2017 Guinea Bissau: Final Evaluation of the Community Health Component of the “Programme for reducing Maternal and Infant Mortality (PIMI) in Guinea-Bissau

Author: Juan-Luiz Dominguez

Executive summary

With the aim to continuously improve transparency and use of evaluation, UNICEF Evaluation Office manages the "Global Evaluation Reports Oversight System (GEROS)". Within this system, an external independent company reviews and rates all evaluation reports. The quality rating scale for evaluation reports is as follows: “Highly Satisfactory”, “Satisfactory”, “Fair” or “Unsatisfactory”. You will find the link to the quality rating below, labelled as ‘Part 2’ of the report, and the executive feedback summary labelled as ‘Part 3’

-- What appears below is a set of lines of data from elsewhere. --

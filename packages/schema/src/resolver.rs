/// Content expression resolution
///
/// Binds the leaves of a content expression to concrete node types of a
/// schema and expands each node type's own content beneath it.
use crate::schema::{ResolutionOutcome, Schema};
use crate::tree::{NodeId, ResolvedKind, ResolvedNode, ResolvedTree};
use std::collections::HashMap;
use thiserror::Error;
use tracing::{debug, instrument};
use webwriter_common::{CommonError, CommonResult, ResolverConfig};
use webwriter_parser::{parse, Expression, ParseError};

#[derive(Error, Debug, Clone, PartialEq)]
pub enum ResolveError {
    #[error("Invalid content expression for node type '{node}': {source}")]
    NodeContent {
        node: String,
        #[source]
        source: ParseError,
    },

    #[error("Content of node type '{node}' is nested deeper than {max_depth} levels")]
    DepthExceeded { node: String, max_depth: usize },
}

impl From<ResolveError> for CommonError {
    fn from(e: ResolveError) -> Self {
        CommonError::Resolve(e.to_string())
    }
}

/// Resolves expressions against one schema
///
/// Parsed node contents are memoized per resolver, so reuse a resolver when
/// resolving many expressions against the same schema.
pub struct Resolver<'s> {
    schema: &'s Schema,
    config: ResolverConfig,
    contents: HashMap<String, Option<Expression>>,
}

impl<'s> Resolver<'s> {
    pub fn new(schema: &'s Schema) -> Self {
        Self::with_config(schema, ResolverConfig::default())
    }

    pub fn with_config(schema: &'s Schema, config: ResolverConfig) -> Self {
        Self {
            schema,
            config,
            contents: HashMap::new(),
        }
    }

    #[instrument(level = "debug", skip_all, fields(expression = %expr.raw()))]
    pub fn resolve(&mut self, expr: &Expression) -> Result<ResolvedTree, ResolveError> {
        let mut nodes = Vec::new();
        let mut ancestors = Vec::new();
        self.resolve_into(&mut nodes, expr, None, &mut ancestors)?;
        Ok(ResolvedTree::from_nodes(nodes))
    }

    /// Map a leaf name to its node type, logging group tie-breaks
    pub fn lookup(&self, name: &str) -> ResolutionOutcome<'s> {
        let outcome = self.schema.lookup_with(name, self.config.group_tie_break);
        if let ResolutionOutcome::GroupAmbiguous {
            group,
            candidates,
            chosen,
        } = outcome
        {
            debug!(group, chosen, candidates = candidates.len(), "group resolved by tie-break");
        }
        outcome
    }

    fn resolve_into(
        &mut self,
        nodes: &mut Vec<ResolvedNode>,
        expr: &Expression,
        parent: Option<NodeId>,
        ancestors: &mut Vec<String>,
    ) -> Result<NodeId, ResolveError> {
        let id = NodeId::new(nodes.len());
        let kind = match expr {
            Expression::Simple(_) | Expression::Node(_) => {
                let name = expr.name().unwrap_or_default();
                match self.lookup(name).node() {
                    Some(node) => ResolvedKind::Node {
                        node: node.to_string(),
                        recursive: ancestors.iter().any(|a| a == node),
                    },
                    None => ResolvedKind::Unresolved {
                        name: name.to_string(),
                    },
                }
            }
            Expression::Sequence(_) => ResolvedKind::Sequence,
            Expression::Alternation(_) => ResolvedKind::Alternation,
        };

        nodes.push(ResolvedNode {
            kind: kind.clone(),
            quantifier: *expr.quantifier(),
            raw: expr.raw().to_string(),
            span: expr.span().clone(),
            parent,
            children: Vec::new(),
        });

        match kind {
            ResolvedKind::Node {
                node,
                recursive: false,
            } => {
                if let Some(content) = self.content_of(&node)? {
                    if ancestors.len() >= self.config.max_depth {
                        return Err(ResolveError::DepthExceeded {
                            node,
                            max_depth: self.config.max_depth,
                        });
                    }
                    ancestors.push(node);
                    let child = self.resolve_into(nodes, &content, Some(id), ancestors)?;
                    ancestors.pop();
                    nodes[id.index()].children.push(child);
                }
            }
            ResolvedKind::Node {
                node,
                recursive: true,
            } => {
                debug!(node = %node, "recursive content reference not expanded");
            }
            ResolvedKind::Sequence | ResolvedKind::Alternation => {
                for child in expr.children() {
                    let child = self.resolve_into(nodes, child, Some(id), ancestors)?;
                    nodes[id.index()].children.push(child);
                }
            }
            ResolvedKind::Unresolved { .. } => {}
        }

        Ok(id)
    }

    /// Parsed content expression of a node type
    fn content_of(&mut self, node: &str) -> Result<Option<Expression>, ResolveError> {
        if let Some(cached) = self.contents.get(node) {
            return Ok(cached.clone());
        }

        let content = match self.schema.get(node).and_then(|s| s.content_expression()) {
            Some(source) => Some(parse(source).map_err(|source| ResolveError::NodeContent {
                node: node.to_string(),
                source,
            })?),
            None => None,
        };
        self.contents.insert(node.to_string(), content.clone());
        Ok(content)
    }
}

/// Resolve an expression against a schema
pub fn resolve(schema: &Schema, expr: &Expression) -> Result<ResolvedTree, ResolveError> {
    Resolver::new(schema).resolve(expr)
}

/// Parse a content expression and resolve it against a schema
pub fn resolve_content(schema: &Schema, source: &str) -> CommonResult<ResolvedTree> {
    let expr = parse(source)?;
    Ok(Resolver::new(schema).resolve(&expr)?)
}

/// Pre-order listing of a resolved tree
pub fn values(tree: &ResolvedTree) -> Vec<&ResolvedNode> {
    tree.values()
}

#[cfg(test)]
mod tests {
    use super::*;
    use crate::schema::NodeSpec;

    fn schema() -> Schema {
        Schema::new()
            .with_node("doc", NodeSpec::new().with_content("heading block*"))
            .with_node("paragraph", NodeSpec::new().with_group("block").with_content("text*"))
            .with_node("blockquote", NodeSpec::new().with_group("block").with_content("block+"))
            .with_node("heading", NodeSpec::new().with_content("text*"))
            .with_node("text", NodeSpec::new().with_group("inline"))
    }

    #[test]
    fn test_node_content_becomes_single_child() {
        let schema = schema();
        let expr = parse("doc").expect("Failed to parse");
        let tree = resolve(&schema, &expr).expect("Failed to resolve");

        let root = &tree[tree.root()];
        assert_eq!(root.node_type(), Some("doc"));
        assert_eq!(root.children.len(), 1);

        let content = tree.children(tree.root())[0];
        assert_eq!(tree[content].kind, ResolvedKind::Sequence);
        assert_eq!(tree.parent(content), Some(tree.root()));
    }

    #[test]
    fn test_group_resolves_to_first_declared_member() {
        let schema = schema();
        let expr = parse("doc").expect("Failed to parse");
        let tree = resolve(&schema, &expr).expect("Failed to resolve");

        let bound: Vec<_> = tree.values().iter().filter_map(|n| n.node_type()).collect();
        assert_eq!(bound, vec!["doc", "heading", "text", "paragraph", "text"]);
    }

    #[test]
    fn test_recursive_group_terminates() {
        let schema = Schema::new()
            .with_node("blockquote", NodeSpec::new().with_group("block").with_content("block+"))
            .with_node("paragraph", NodeSpec::new().with_group("block"));
        let expr = parse("blockquote").expect("Failed to parse");
        let tree = resolve(&schema, &expr).expect("Failed to resolve");

        // blockquote > block+ resolves back to blockquote
        assert_eq!(tree.len(), 2);
        let child = tree.children(tree.root())[0];
        assert_eq!(
            tree[child].kind,
            ResolvedKind::Node {
                node: "blockquote".to_string(),
                recursive: true,
            }
        );
        assert_eq!(tree[child].raw, "block+");
    }

    #[test]
    fn test_self_reference_is_bound_but_not_expanded() {
        let schema = Schema::new()
            .with_node("list", NodeSpec::new().with_content("item+"))
            .with_node("item", NodeSpec::new().with_content("paragraph list?"))
            .with_node("paragraph", NodeSpec::new());
        let expr = parse("list").expect("Failed to parse");
        let tree = resolve(&schema, &expr).expect("Failed to resolve");

        let inner = tree
            .preorder()
            .into_iter()
            .find(|&id| matches!(tree[id].kind, ResolvedKind::Node { recursive: true, .. }))
            .expect("nested list should be marked recursive");
        assert_eq!(tree[inner].node_type(), Some("list"));
        assert!(tree[inner].children.is_empty());
        assert_eq!(tree.enclosing_node(inner), Some("item"));
    }

    #[test]
    fn test_invalid_node_content_is_reported() {
        let schema = Schema::new().with_node("broken", NodeSpec::new().with_content("a |"));
        let expr = parse("broken").expect("Failed to parse");
        let result = resolve(&schema, &expr);
        assert!(matches!(
            result,
            Err(ResolveError::NodeContent { ref node, .. }) if node == "broken"
        ));
    }

    #[test]
    fn test_depth_limit() {
        let schema = Schema::new()
            .with_node("a", NodeSpec::new().with_content("b"))
            .with_node("b", NodeSpec::new().with_content("c"))
            .with_node("c", NodeSpec::new().with_content("d"))
            .with_node("d", NodeSpec::new());
        let expr = parse("a").expect("Failed to parse");
        let config = ResolverConfig {
            max_depth: 2,
            ..ResolverConfig::default()
        };
        let result = Resolver::with_config(&schema, config).resolve(&expr);
        assert!(matches!(result, Err(ResolveError::DepthExceeded { max_depth: 2, .. })));
    }
}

The whole PIMI I purpose and goals were to accelerate reduction of child and maternal mortality in Guinea Bissau through a three-pronged action: effective community-based basic healthcare, improved quality of healthcare services, and the strengthening of the coordination of peripheral structures and management of resources of the health facilities. The community-based component was implemented under the leadership of UNICEF by three international NGO – VIDA, ADPP and AIFO – in 5 different regions (Cacheu, Biombo, Oio, Farim and Gabú)


The overall objective of this evaluation was to conduct a summative evaluation of the PIMI intervention by meeting specific objectives, those being:
- To systematically assess the programme logic, rationale and relevance;
- To describe and explain the programme results including its success factors, effectiveness and efficiency;
- To assess the sustainability of the programme, including lessons learnt;
- To make appropriate recommendations for improvements and further scale-up.

This evaluation was aiming at the assessment of the PIMI I community-based health care component from its start in 2013 through 2016 until its phasing out in early 2017 and was conducted for accountability and learning purposes so as to provide stakeholders with an assessment of the relevance, performance, quality and sustainability of PIMI and learnt lessons.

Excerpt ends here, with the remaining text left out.